Some industries have specific risks to address—for example the fashion industry accounts for 10% of global carbon emissions—more than international flights and shipping combined! And 92 million tons of textile waste is created annually by the fashion industry. So, building a circular model to repair, recycle and rent clothing is important. Plus, the human rights issues in supply chains. Companies can also target issues they find most important. Morgan Stanley, for instance, is focused on reducing plastic waste, as well as sustainable finance.  

These priorities can come from leadership, or they can come from employees. It shouldn’t just be top down—ideally, employees are engaged as well. This is a terrific way to create connections! 


M.M.: I now want to focus on B2B brands. How can they think about ESG and minimizing their footprint when these initiatives may not be as much in the forefront to consumers who might use their business anyway? 

W.G.: Even if you’re not consumer facing, you need to develop strong ESG practices to minimize your carbon footprint—this is also a way to bring employees along on the journey. Having a sense of purpose or shared mission is critical for companies to retain top talent. Purpose-driven companies have 40% higher levels of employee retention. 


M.M.: Lastly, what do companies starting out need to know? 

W.G.: ESG is a journey and companies are at different stages. Just get started on the journey! Brands need to embrace ESG to be relevant and attract customers, employees, and investors.  
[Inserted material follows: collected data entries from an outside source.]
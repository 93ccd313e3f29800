//! Error types for plugin metadata lookups.

use thiserror::Error;

/// Errors that can occur while resolving app plugin metadata.
#[derive(Debug, Error)]
pub enum MetaError {
    /// The lookup itself failed
    #[error("Lookup failed: {0}")]
    LookupFailed(String),

    /// Meta source could not provide plugin metas
    #[error("Meta source failed: {0}")]
    SourceFailed(String),

    /// Plugin identifier is empty
    #[error("Invalid plugin id: {0:?}")]
    InvalidPluginId(String),

    /// IO error
    #[error("IO error: {0}")]
    Io(#[from] std::io::Error),

    /// Malformed metas document
    #[error("JSON error: {0}")]
    Json(#[from] serde_json::Error),

    /// Registry lock poisoned
    #[error("Lock poisoned")]
    LockPoisoned,
}

impl MetaError {
    /// Shorthand for a lookup failure carrying a plain message.
    pub fn lookup(message: impl Into<String>) -> Self {
        MetaError::LookupFailed(message.into())
    }
}

/// Result type for plugin metadata operations
pub type Result<T> = std::result::Result<T, MetaError>;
Begin to think about what environmental and social issues are material to your business, what you’re already doing, what your goals are, and then start to build strategies and programs. You can try to do it internally or hire a consultant to help build a roadmap and ESG programs. Don’t try to do too much, too fast. But make sure what you do is authentic and transparent. To optimize ESG, it should be embedded in your DNA and across your business. And tie it into your brand.